By way of a completely fictional example, say Bathing Suits
are a trending retail category. With a single click you can see that the popularity of the category is being driven by banana yellow speedos with ruffles on the rear
Ads in People Also Search For?
When I think of Google's People Also Search For feature I think of the carousel of other entities within the Knowledge Panel. Whatever your association to the feature is it's probably not ads.
That's why I was a bit surprised to find multiple iterations of the mobile carousel that contained a series of ads and not entity cards!
This is not the first time Google has done something like this
. In the recent past, Google has tested a carousel of ads under the heading People Also View
and People Also Considered
. However, using an already established header like People Also Search
For lends a degree of "oraganicness" to what is an ads carousel that is perhaps unique.
New Related Topics Panel for Job Queries
Google is testing a panel of related topics to the right of the results for some job queries
. The panel of suggestions seems to be a way for Google to extend and guide the user's journey.
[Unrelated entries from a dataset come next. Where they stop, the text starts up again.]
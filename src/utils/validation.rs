use crate::utils::error::{EtlError, Result};
use url::Url;

pub trait Validate {
    fn validate(&self) -> Result<()>;
}

pub fn validate_url(field_name: &str, url_str: &str) -> Result<()> {
    if url_str.is_empty() {
        return Err(EtlError::InvalidConfigValueError {
            field: field_name.to_string(),
            value: url_str.to_string(),
            reason: "URL cannot be empty".to_string(),
        });
    }

    match Url::parse(url_str) {
        Ok(url) => match url.scheme() {
            "http" | "https" => Ok(()),
            scheme => Err(EtlError::InvalidConfigValueError {
                field: field_name.to_string(),
                value: url_str.to_string(),
                reason: format!("Unsupported URL scheme: {}", scheme),
            }),
        },
        Err(e) => Err(EtlError::InvalidConfigValueError {
            field: field_name.to_string(),
            value: url_str.to_string(),
            reason: format!("Invalid URL format: {}", e),
        }),
    }
}

pub fn validate_non_empty_string(field_name: &str, value: &str) -> Result<()> {
    if value.trim().is_empty() {
        return Err(EtlError::InvalidConfigValueError {
            field: field_name.to_string(),
            value: value.to_string(),
            reason: "Value cannot be empty or whitespace-only".to_string(),
        });
    }
    Ok(())
}

pub fn validate_range<T: PartialOrd + std::fmt::Display + Copy>(
    field_name: &str,
    value: T,
    min: T,
    max: T,
) -> Result<()> {
    if value < min || value > max {
        return Err(EtlError::InvalidConfigValueError {
            field: field_name.to_string(),
            value: value.to_string(),
            reason: format!("Value must be between {} and {}", min, max),
        });
    }
    Ok(())
}

#[cfg(test)]
mod tests {
    use super::*;

    #[test]
    fn test_validate_url() {
        assert!(validate_url("api_base", "https://example.myshopify.com").is_ok());
        assert!(validate_url("api_base", "http://127.0.0.1:8080").is_ok());
        assert!(validate_url("api_base", "").is_err());
        assert!(validate_url("api_base", "invalid-url").is_err());
        assert!(validate_url("api_base", "ftp://example.com").is_err());
    }

    #[test]
    fn test_validate_non_empty_string() {
        assert!(validate_non_empty_string("store_id", "my-store").is_ok());
        assert!(validate_non_empty_string("store_id", "").is_err());
        assert!(validate_non_empty_string("store_id", "   ").is_err());
    }

    #[test]
    fn test_validate_range() {
        assert!(validate_range("limit", 250u32, 1, 250).is_ok());
        assert!(validate_range("limit", 0u32, 1, 250).is_err());
        assert!(validate_range("limit", 500u32, 1, 250).is_err());
    }
}
use crate::domain::model::{FetchOutcome, RawObject, Record};
use crate::utils::error::Result;
use async_trait::async_trait;

/// One extract-load stream. `extract` never returns a request error; failures
/// terminate pagination and surface through `FetchOutcome::termination`.
#[async_trait]
pub trait Pipeline: Send + Sync {
    fn name(&self) -> &str;

    async fn extract(&self) -> Result<FetchOutcome>;

    async fn transform(&self, raw: Vec<RawObject>) -> Result<Vec<Record>>;

    async fn load(&self, records: Vec<Record>) -> Result<usize>;
}

/// Destination table writer with merge/upsert semantics keyed by `key`.
pub trait Destination: Send + Sync {
    fn merge(&self, table: &str, columns: &[&str], key: &str, records: &[Record])
        -> Result<usize>;
}
// Adapters layer: concrete implementations for external systems.

pub mod destination;
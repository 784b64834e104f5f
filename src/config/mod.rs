use crate::utils::error::{EtlError, Result};
use crate::utils::validation::{validate_non_empty_string, validate_range, validate_url, Validate};
use clap::Parser;
use std::time::Duration;

pub const API_VERSION: &str = "2024-01";

/// Shopify allows ~2 requests per second; sleep this long between page fetches.
pub const PAGE_DELAY_MS: u64 = 500;

const API_TOKEN_VAR: &str = "API_TOKEN";
const STORE_ID_VAR: &str = "STORE_ID";

#[derive(Debug, Clone, Parser)]
#[command(name = "shopify-etl")]
#[command(about = "Extract Shopify orders, products and customers into DuckDB")]
pub struct CliConfig {
    #[arg(long, default_value = "shopify_data.duckdb")]
    pub db_path: String,

    #[arg(long, default_value = "250", help = "Page size per API request (1-250)")]
    pub limit: u32,

    #[arg(long, default_value = "any", help = "Order status filter (orders only)")]
    pub status: String,

    #[arg(long, default_value_t = PAGE_DELAY_MS, help = "Pause between page fetches in ms")]
    pub page_delay_ms: u64,

    #[arg(long, help = "Enable verbose output")]
    pub verbose: bool,
}

impl Validate for CliConfig {
    fn validate(&self) -> Result<()> {
        validate_non_empty_string("db_path", &self.db_path)?;
        validate_range("limit", self.limit, 1, 250)?;
        validate_non_empty_string("status", &self.status)?;
        Ok(())
    }
}

/// Explicit API configuration passed into the extractor at construction time.
/// Credentials are read from the process environment once, in `from_env`.
#[derive(Debug, Clone)]
pub struct ShopifyConfig {
    pub store_id: String,
    pub api_token: String,
    pub api_version: String,
    /// Scheme + host, without the `/admin/api/{version}` suffix. Defaults to
    /// the store's myshopify.com domain; tests point it at a mock server.
    pub api_base: String,
    pub limit: u32,
    pub order_status: String,
    pub page_delay: Duration,
}

impl ShopifyConfig {
    pub fn new(store_id: impl Into<String>, api_token: impl Into<String>) -> Self {
        let store_id = store_id.into();
        let api_base = format!("https://{}.myshopify.com", store_id);
        Self {
            store_id,
            api_token: api_token.into(),
            api_version: API_VERSION.to_string(),
            api_base,
            limit: 250,
            order_status: "any".to_string(),
            page_delay: Duration::from_millis(PAGE_DELAY_MS),
        }
    }

    pub fn from_env(cli: &CliConfig) -> Result<Self> {
        let api_token = required_env(API_TOKEN_VAR)?;
        let store_id = required_env(STORE_ID_VAR)?;

        let mut config = Self::new(store_id, api_token);
        config.limit = cli.limit;
        config.order_status = cli.status.clone();
        config.page_delay = Duration::from_millis(cli.page_delay_ms);
        Ok(config)
    }

    pub fn shop_domain(&self) -> String {
        format!("{}.myshopify.com", self.store_id)
    }

    /// `https://{store}.myshopify.com/admin/api/2024-01`
    pub fn base_url(&self) -> String {
        format!("{}/admin/api/{}", self.api_base, self.api_version)
    }
}

impl Validate for ShopifyConfig {
    fn validate(&self) -> Result<()> {
        validate_non_empty_string("store_id", &self.store_id)?;
        validate_non_empty_string("api_token", &self.api_token)?;
        validate_url("api_base", &self.api_base)?;
        validate_range("limit", self.limit, 1, 250)?;
        Ok(())
    }
}

fn required_env(var: &str) -> Result<String> {
    match std::env::var(var) {
        Ok(value) if !value.trim().is_empty() => Ok(value),
        _ => Err(EtlError::MissingConfigError {
            field: var.to_string(),
        }),
    }
}
pub mod adapters;
pub mod config;
pub mod core;
pub mod domain;
pub mod utils;

pub use crate::adapters::destination::DuckDbDestination;
pub use crate::config::{CliConfig, ShopifyConfig};
pub use crate::core::client::ShopifyClient;
pub use crate::core::etl::EtlEngine;
pub use crate::core::pipeline::ResourcePipeline;
pub use crate::domain::model::{FetchOutcome, Record, ResourceKind, RunReport, Termination};
pub use crate::utils::error::{EtlError, Result};
use crate::core::client::ShopifyClient;
use crate::domain::model::{FetchOutcome, RawObject, ResourceKind, Termination};
use regex::Regex;
use std::sync::OnceLock;
use std::time::Duration;

/// Per-run fetch parameters. `status` is only set for orders.
#[derive(Debug, Clone)]
pub struct FetchParams {
    pub limit: u32,
    pub status: Option<String>,
    pub page_delay: Duration,
}

/// Outcome of inspecting one Link header for the next-page cursor.
#[derive(Debug, PartialEq, Eq)]
enum NextCursor {
    /// No rel="next" relation: the stream is exhausted.
    None,
    /// rel="next" present but no page_info parameter could be extracted.
    Unparsable,
    Cursor(String),
}

/// Follows cursor-based pagination until exhausted, pausing `page_delay`
/// between consecutive page fetches. Request errors end the loop: they are
/// logged and reported through the outcome, records from prior pages kept.
pub async fn fetch_all(
    client: &ShopifyClient,
    kind: ResourceKind,
    params: &FetchParams,
) -> FetchOutcome {
    let mut records: Vec<RawObject> = Vec::new();
    let mut pages = 0usize;
    let mut page_info: Option<String> = None;

    let termination = loop {
        let mut query: Vec<(&str, String)> = vec![("limit", params.limit.to_string())];
        if let Some(status) = &params.status {
            query.push(("status", status.clone()));
        }
        if let Some(cursor) = &page_info {
            query.push(("page_info", cursor.clone()));
        }

        let page = match client.fetch_page(kind, &query).await {
            Ok(page) => page,
            Err(e) => {
                tracing::error!("❌ Error fetching {}: {}", kind, e);
                break Termination::Failed {
                    reason: e.to_string(),
                };
            }
        };

        let items = page
            .body
            .get(kind.plural_key())
            .and_then(|v| v.as_array())
            .cloned()
            .unwrap_or_default();

        if items.is_empty() {
            break Termination::Exhausted;
        }

        pages += 1;
        records.extend(
            items
                .into_iter()
                .filter_map(|item| item.as_object().cloned()),
        );
        tracing::debug!("📡 {}: page {} fetched, {} records so far", kind, pages, records.len());

        match next_page_cursor(page.link_header.as_deref()) {
            NextCursor::None => break Termination::Exhausted,
            NextCursor::Unparsable => break Termination::CursorUnparsable,
            NextCursor::Cursor(cursor) => page_info = Some(cursor),
        }

        // Rate limiting - Shopify allows 2 requests per second
        tokio::time::sleep(params.page_delay).await;
    };

    tracing::info!(
        "📡 {}: fetched {} records over {} pages ({})",
        kind,
        records.len(),
        pages,
        termination
    );

    FetchOutcome {
        records,
        pages,
        termination,
    }
}

fn page_info_regex() -> &'static Regex {
    static RE: OnceLock<Regex> = OnceLock::new();
    RE.get_or_init(|| Regex::new(r"page_info=([^&>]+)").expect("valid regex"))
}

/// Extracts the next-page cursor from a Link header value.
///
/// Header format: `<url>; rel="previous", <url>; rel="next"`. Only the
/// rel="next" entry is followed; its page_info query parameter is the cursor.
fn next_page_cursor(link_header: Option<&str>) -> NextCursor {
    let Some(header) = link_header else {
        return NextCursor::None;
    };

    for part in header.split(',') {
        let part = part.trim();
        let mut url = None;
        let mut is_next = false;

        for segment in part.split(';') {
            let segment = segment.trim();
            if segment.starts_with('<') && segment.ends_with('>') {
                url = Some(&segment[1..segment.len() - 1]);
            } else if let Some(rel) = segment.strip_prefix("rel=") {
                is_next = rel.trim_matches('"') == "next";
            }
        }

        if is_next {
            return match url
                .and_then(|u| page_info_regex().captures(u))
                .and_then(|caps| caps.get(1))
            {
                Some(m) => NextCursor::Cursor(m.as_str().to_string()),
                None => NextCursor::Unparsable,
            };
        }
    }

    NextCursor::None
}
At the same time, seeing a set of suggestions to the right of the results is certainly a unique format for query suggestions.
How-To Schema Coming to Desktop
While the FAQ markup is a popular addition to both the desktop and mobile SERP, it's 'How-to' sibling has resided on the mobile SERP alone. However, towards the end of May, a plethora of SEO folk have seen the How-to rich result make a desktop appearance
The common theme between all of the variations of the markup on desktop is that it lacks the visual carousel. That is, the mobile version of the rich result contains a carousel of images and text that work in tandem to help you do whatever it is you're figuring out how to do. To me, this makes the tested version on desktop far less impactful and in some ways, it just makes the organic results look cluttered.
Shadow Boxes Hit the Desktop SERP
Last, and probably least, Google was seen extensively testing boxes with shadowing on the desktop SERP
. On mobile, Google places each result within a card that contains shadowing. This seems to work well on mobile. Here, however, Google was testing the same format on desktop. I think it's a downright ugly and odd-looking design for desktop, but I also think that wearing white shoes after Labor Day is acceptable, so what do I know.
Putting the Right Foot Forward
The COVID-19 crisis has forced Google's hand a bit. Had Corona not infected the planet I don't think we'd see the search engine give up its commission on hotel booking due to cancellations. I certainly don't think we'd see Google drop the AMP requirement for local news publishers (in certain instances). Whatever the reason, I very much believe changes such as these are certainly moving things in the right direction. It will be interesting to see both the extent to which COVID-19 changes Google's policies and to what degree it impacts Google's outlook on things overall post-crisis.